Intan mengenang saat-saat baru menjadi pecandu dari zaman SMA dulu. Awalnya, ia mencari pekerjaan di sebuah hotel dengan menemani om-om di karaoke sebuah hotel. Dari situlah teman-teman lain yang sudah berpengalaman menawari dan merayu Intan untuk mencoba narkoba dengan berbagai cara.
“Nggak usah takut kecanduan, kalau kita rajin kerja, kita selalu dapat gratis,” ujat teman Intan ssat itu. Kehidupan mereka sangat mewah saat itu. Seorang teman yang kaya, menghidupi mereka hingga membayar biaya menginap di hotel selam berminggu-minggu. Party dimulai dari tempat tersebut, tidak jarang pula ia melakukan hubungan intim dengan para tamu yang meminta mereka dari lapak karaoke. Anehnya, kehidupan mereka aman dari serbuan Wilayatul Hisbah (WH) Kota Banda Aceh.
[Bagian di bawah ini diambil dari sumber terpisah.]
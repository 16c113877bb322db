//! Planned activities.

use chrono::{DateTime, Local, NaiveDate, NaiveDateTime, NaiveTime, TimeDelta};
use serde::{Deserialize, Deserializer, Serialize};
use serde_json::{Map, Value};

use crate::activity_type::ActivityType;
use crate::types::ActivityId;

/// Category assigned when a record has none.
pub const DEFAULT_CATEGORY: &str = "general";

/// Timestamp layouts accepted on load, most specific first.
const TIMESTAMP_FORMATS: &[&str] = &[
    "%Y-%m-%dT%H:%M:%S%.f",
    "%Y-%m-%dT%H:%M:%S",
    "%Y-%m-%dT%H:%M",
    "%Y-%m-%d %H:%M:%S%.f",
    "%Y-%m-%d %H:%M:%S",
    "%Y-%m-%d %H:%M",
];

/// A named, timed, categorized unit of planned or completed work.
///
/// Timestamps are local wall-clock times. Either bound may be missing when the
/// stored value was absent or not a timestamp; such an activity has zero
/// planned hours and never shows up in a decomposition.
///
/// Fields this type does not know about are kept in [`Activity::extra`] so a
/// load/save cycle is lossless.
#[derive(Debug, Clone, PartialEq, Serialize, Deserialize)]
pub struct Activity {
    /// Missing, null, or empty IDs are replaced with a fresh one on load.
    #[serde(default = "ActivityId::generate", deserialize_with = "id_or_generate")]
    pub id: ActivityId,

    #[serde(default, deserialize_with = "null_as_empty")]
    pub name: String,

    #[serde(rename = "type", default)]
    pub activity_type: ActivityType,

    #[serde(default, with = "lenient_timestamp")]
    pub start: Option<NaiveDateTime>,

    #[serde(default, with = "lenient_timestamp")]
    pub end: Option<NaiveDateTime>,

    /// Whether the activity was completed.
    #[serde(default)]
    pub executed: bool,

    #[serde(default = "default_category")]
    pub category: String,

    #[serde(default)]
    pub subcategory: String,

    /// Unrecognized fields, preserved verbatim.
    #[serde(flatten)]
    pub extra: Map<String, Value>,
}

fn default_category() -> String {
    DEFAULT_CATEGORY.to_string()
}

fn id_or_generate<'de, D>(deserializer: D) -> Result<ActivityId, D::Error>
where
    D: Deserializer<'de>,
{
    let raw = match Option::<Value>::deserialize(deserializer)? {
        Some(Value::String(id)) => Some(id),
        Some(Value::Number(id)) => Some(id.to_string()),
        _ => None,
    };
    Ok(raw
        .and_then(|id| ActivityId::new(id).ok())
        .unwrap_or_else(ActivityId::generate))
}

fn null_as_empty<'de, D>(deserializer: D) -> Result<String, D::Error>
where
    D: Deserializer<'de>,
{
    Ok(Option::<String>::deserialize(deserializer)?.unwrap_or_default())
}

impl Activity {
    /// Creates a pending activity with a fresh ID.
    pub fn new(
        name: impl Into<String>,
        activity_type: ActivityType,
        start: NaiveDateTime,
        end: NaiveDateTime,
    ) -> Self {
        Self {
            id: ActivityId::generate(),
            name: name.into(),
            activity_type,
            start: Some(start),
            end: Some(end),
            executed: false,
            category: default_category(),
            subcategory: String::new(),
            extra: Map::new(),
        }
    }

    /// Returns both bounds when present.
    pub const fn span(&self) -> Option<(NaiveDateTime, NaiveDateTime)> {
        match (self.start, self.end) {
            (Some(start), Some(end)) => Some((start, end)),
            _ => None,
        }
    }

    /// Nominal duration in hours, independent of any window.
    ///
    /// Missing bounds and `end <= start` both yield `0.0`.
    pub fn planned_hours(&self) -> f64 {
        self.span()
            .map_or(0.0, |(start, end)| hours_between(start, end))
    }
}

/// Hours from `start` to `end`, clamped at zero. Keeps nanosecond precision.
#[allow(clippy::cast_precision_loss)]
pub(crate) fn hours_between(start: NaiveDateTime, end: NaiveDateTime) -> f64 {
    if end <= start {
        return 0.0;
    }
    let delta: TimeDelta = end - start;
    let seconds = delta.num_seconds() as f64 + f64::from(delta.subsec_nanos()) / 1e9;
    seconds / 3600.0
}

/// Parses a stored or user-supplied timestamp.
///
/// Accepts ISO 8601 with `T` or a space separator, with or without seconds,
/// and bare dates (midnight). Values carrying an offset are converted to local
/// time. Anything else yields `None`.
pub fn parse_timestamp(s: &str) -> Option<NaiveDateTime> {
    let s = s.trim();
    for format in TIMESTAMP_FORMATS {
        if let Ok(ts) = NaiveDateTime::parse_from_str(s, format) {
            return Some(ts);
        }
    }
    if let Ok(ts) = DateTime::parse_from_rfc3339(s) {
        return Some(ts.with_timezone(&Local).naive_local());
    }
    NaiveDate::parse_from_str(s, "%Y-%m-%d")
        .ok()
        .map(|date| date.and_time(NaiveTime::MIN))
}

/// Formats a timestamp the way it is persisted.
///
/// Sub-second digits are written only when non-zero.
pub fn format_timestamp(ts: NaiveDateTime) -> String {
    ts.format("%Y-%m-%dT%H:%M:%S%.f").to_string()
}

mod lenient_timestamp {
    use chrono::NaiveDateTime;
    use serde::{Deserialize, Deserializer, Serializer};
    use serde_json::Value;

    #[allow(clippy::ref_option)]
    pub fn serialize<S>(value: &Option<NaiveDateTime>, serializer: S) -> Result<S::Ok, S::Error>
    where
        S: Serializer,
    {
        match value {
            Some(ts) => serializer.serialize_str(&super::format_timestamp(*ts)),
            None => serializer.serialize_none(),
        }
    }

    /// Non-string and unparseable values load as a missing bound.
    pub fn deserialize<'de, D>(deserializer: D) -> Result<Option<NaiveDateTime>, D::Error>
    where
        D: Deserializer<'de>,
    {
        let value = Option::<Value>::deserialize(deserializer)?;
        Ok(value
            .as_ref()
            .and_then(Value::as_str)
            .and_then(super::parse_timestamp))
    }
}
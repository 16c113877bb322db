//! Activity planner CLI library.
//!
//! This crate provides the CLI interface for the planner.

mod cli;
pub mod commands;
mod config;

pub use cli::{Cli, Commands};
pub use config::Config;
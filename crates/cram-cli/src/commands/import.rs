//! Import command for loading activities from a JSON file.

use std::io::{self, Read, Write};
use std::path::{Path, PathBuf};

use anyhow::{Context, Result};
use clap::Args;
use cram_db::{Database, activities_from_json};

#[derive(Debug, Args)]
pub struct ImportArgs {
    /// JSON file holding an array of activities, or "-" for stdin.
    pub file: PathBuf,
}

fn read_input(file: &Path) -> Result<String> {
    if file.as_os_str() == "-" {
        let mut contents = String::new();
        io::stdin()
            .read_to_string(&mut contents)
            .context("failed to read stdin")?;
        return Ok(contents);
    }
    std::fs::read_to_string(file).with_context(|| format!("failed to read {}", file.display()))
}

/// Imports activities, replacing stored ones that share an ID.
pub fn run<W: Write>(writer: &mut W, db: &mut Database, args: &ImportArgs) -> Result<usize> {
    let contents = read_input(&args.file)?;
    let activities = activities_from_json(&contents)
        .with_context(|| format!("invalid activity data in {}", args.file.display()))?;
    let imported = db.import(&activities)?;
    writeln!(writer, "Imported {imported} activities")?;
    Ok(imported)
}
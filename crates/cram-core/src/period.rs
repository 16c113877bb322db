//! Calendar periods used by dashboards and reports.

use chrono::{Datelike, Months, NaiveDate, TimeDelta};
use serde::Serialize;

use crate::window::Window;

/// Report period relative to a reference date.
#[derive(Debug, Clone, Copy, PartialEq, Eq, Serialize)]
#[serde(rename_all = "snake_case")]
pub enum Period {
    Day,
    LastDay,
    Week,
    LastWeek,
    Month,
    LastMonth,
}

impl Period {
    /// The half-open local window for this period around `today`.
    ///
    /// Weeks run Monday 00:00 to the next Monday 00:00.
    pub fn window(self, today: NaiveDate) -> Window {
        match self {
            Self::Day => Window::day(today),
            Self::LastDay => Window::day(today - TimeDelta::days(1)),
            Self::Week => week_window(week_start(today)),
            Self::LastWeek => week_window(week_start(today) - TimeDelta::days(7)),
            Self::Month => month_window(month_start(today)),
            Self::LastMonth => {
                let first = month_start(today)
                    .checked_sub_months(Months::new(1))
                    .unwrap_or(NaiveDate::MIN);
                month_window(first)
            }
        }
    }

    /// Short label for headers, e.g. "day" or "week".
    pub const fn unit(self) -> &'static str {
        match self {
            Self::Day | Self::LastDay => "day",
            Self::Week | Self::LastWeek => "week",
            Self::Month | Self::LastMonth => "month",
        }
    }
}

/// Monday of the week containing `date`.
pub fn week_start(date: NaiveDate) -> NaiveDate {
    date - TimeDelta::days(i64::from(date.weekday().num_days_from_monday()))
}

/// First day of the month containing `date`.
pub fn month_start(date: NaiveDate) -> NaiveDate {
    date - TimeDelta::days(i64::from(date.day0()))
}

fn week_window(monday: NaiveDate) -> Window {
    Window::days(monday, monday + TimeDelta::days(6))
}

fn month_window(first: NaiveDate) -> Window {
    let last = first
        .checked_add_months(Months::new(1))
        .and_then(|next| next.pred_opt())
        .unwrap_or(NaiveDate::MAX);
    Window::days(first, last)
}
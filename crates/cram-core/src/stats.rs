//! Aggregate hour statistics.
//!
//! Two inputs are supported: raw activities (summing planned hours) and
//! decomposed segments (summing clipped durations). For activities lying
//! entirely inside a decomposition window, both give the same totals.
//!
//! Window selection comes in two flavours that must not be confused:
//! [`filter_in_window`] keeps activities that *start* inside the window (used
//! by weekly dashboards), while decomposition keeps activities that *overlap*
//! it. A multi-day activity starting before Monday overlaps the week but does
//! not start in it.

use std::collections::BTreeMap;

use chrono::{NaiveDate, NaiveDateTime};
use serde::Serialize;

use crate::activity::Activity;
use crate::activity_type::ActivityType;
use crate::decompose::DayMap;
use crate::window::Window;

/// Total, completed and pending hours.
#[derive(Debug, Clone, Copy, PartialEq, Default, Serialize)]
pub struct Totals {
    pub total_hours: f64,
    pub completed_hours: f64,
    pub pending_hours: f64,
}

impl Totals {
    fn add(&mut self, hours: f64, executed: bool) {
        self.total_hours += hours;
        if executed {
            self.completed_hours += hours;
        }
        self.pending_hours = self.total_hours - self.completed_hours;
    }
}

/// Completed hours out of a total, as drawn by progress donuts.
#[derive(Debug, Clone, Copy, PartialEq, Default, Serialize)]
pub struct Completion {
    pub completed_hours: f64,
    pub total_hours: f64,
}

impl Completion {
    fn add(&mut self, hours: f64, executed: bool) {
        self.total_hours += hours;
        if executed {
            self.completed_hours += hours;
        }
    }

    /// Completed fraction in `[0, 1]`; zero when nothing is planned.
    pub fn ratio(&self) -> f64 {
        if self.total_hours > 0.0 {
            (self.completed_hours / self.total_hours).clamp(0.0, 1.0)
        } else {
            0.0
        }
    }
}

/// Dashboard figures for activities starting in a window.
#[derive(Debug, Clone, PartialEq, Serialize)]
pub struct Summary {
    pub window: Window,
    pub totals: Totals,
    pub activity_count: usize,
    pub by_type: BTreeMap<ActivityType, Completion>,
}

/// Sums planned hours over `activities`.
pub fn totals<'a, I>(activities: I) -> Totals
where
    I: IntoIterator<Item = &'a Activity>,
{
    let mut totals = Totals::default();
    for activity in activities {
        totals.add(activity.planned_hours(), activity.executed);
    }
    totals
}

/// Sums planned hours over the activities matching `predicate`.
///
/// Returns `(completed, total)` for the matching subset.
pub fn totals_by_predicate<'a, I, P>(activities: I, mut predicate: P) -> Completion
where
    I: IntoIterator<Item = &'a Activity>,
    P: FnMut(&Activity) -> bool,
{
    let mut completion = Completion::default();
    for activity in activities {
        if predicate(activity) {
            completion.add(activity.planned_hours(), activity.executed);
        }
    }
    completion
}

/// Completion per activity type.
///
/// Built-in types are always present (possibly zero) so dashboards can draw a
/// fixed set of donuts; other types appear only when used.
pub fn totals_by_type<'a, I>(activities: I) -> BTreeMap<ActivityType, Completion>
where
    I: IntoIterator<Item = &'a Activity>,
{
    let mut by_type: BTreeMap<_, _> = ActivityType::KNOWN
        .into_iter()
        .map(|kind| (kind, Completion::default()))
        .collect();
    for activity in activities {
        by_type
            .entry(activity.activity_type.clone())
            .or_default()
            .add(activity.planned_hours(), activity.executed);
    }
    by_type
}

/// Activities whose start lies in `[window_start, window_end)`.
///
/// Reversed bounds are swapped. Activities without a start are excluded.
pub fn filter_in_window(
    activities: &[Activity],
    window_start: NaiveDateTime,
    window_end: NaiveDateTime,
) -> Vec<&Activity> {
    let window = Window::new(window_start, window_end);
    activities
        .iter()
        .filter(|activity| activity.start.is_some_and(|start| window.contains(start)))
        .collect()
}

/// Sums segment durations across every day of a decomposition.
pub fn segment_totals(days: &DayMap) -> Totals {
    let mut totals = Totals::default();
    for segment in days.values().flatten() {
        totals.add(segment.duration_hours, segment.executed);
    }
    totals
}

/// Sums segment durations per day of a decomposition.
pub fn daily_totals(days: &DayMap) -> BTreeMap<NaiveDate, Totals> {
    days.iter()
        .map(|(day, segments)| {
            let mut totals = Totals::default();
            for segment in segments {
                totals.add(segment.duration_hours, segment.executed);
            }
            (*day, totals)
        })
        .collect()
}

/// Builds the dashboard summary for activities starting in `window`.
pub fn summarize(activities: &[Activity], window: Window) -> Summary {
    let selected = filter_in_window(activities, window.start(), window.end());
    Summary {
        window,
        totals: totals(selected.iter().copied()),
        activity_count: selected.len(),
        by_type: totals_by_type(selected.iter().copied()),
    }
}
Jika lagi kaya, pada akhir pekan Intan dan teman-teman pergi ke Medan untuk dugem. Lagi-lagi mereka menggunakan narkoba jenis ekstasi atau pil yang bisa buat tubuh bergoyang. Setidaknya setiap dua bulan sekali mereka pergi dengan menggunakan mobil teman sepermainan.
Seakan Intan tak takut tuhan menggugurkan kandungan sudah biasa, hanya dengan menegak sejumlah ramuan obat. Berulang kali ia menyesalinya, namun ia tak bisa mempertahankan anak yang tak mau diakui oleh sang pacar. Bertahun-tahun dia diancam akan dicampakkan oleh sang pacar, jika tidak menggugurkan anak yang sedang ia kanggung. Seakan sudah biasa dengan aborsi, ia menjalani dengan santai dan tidak takut akan dosa.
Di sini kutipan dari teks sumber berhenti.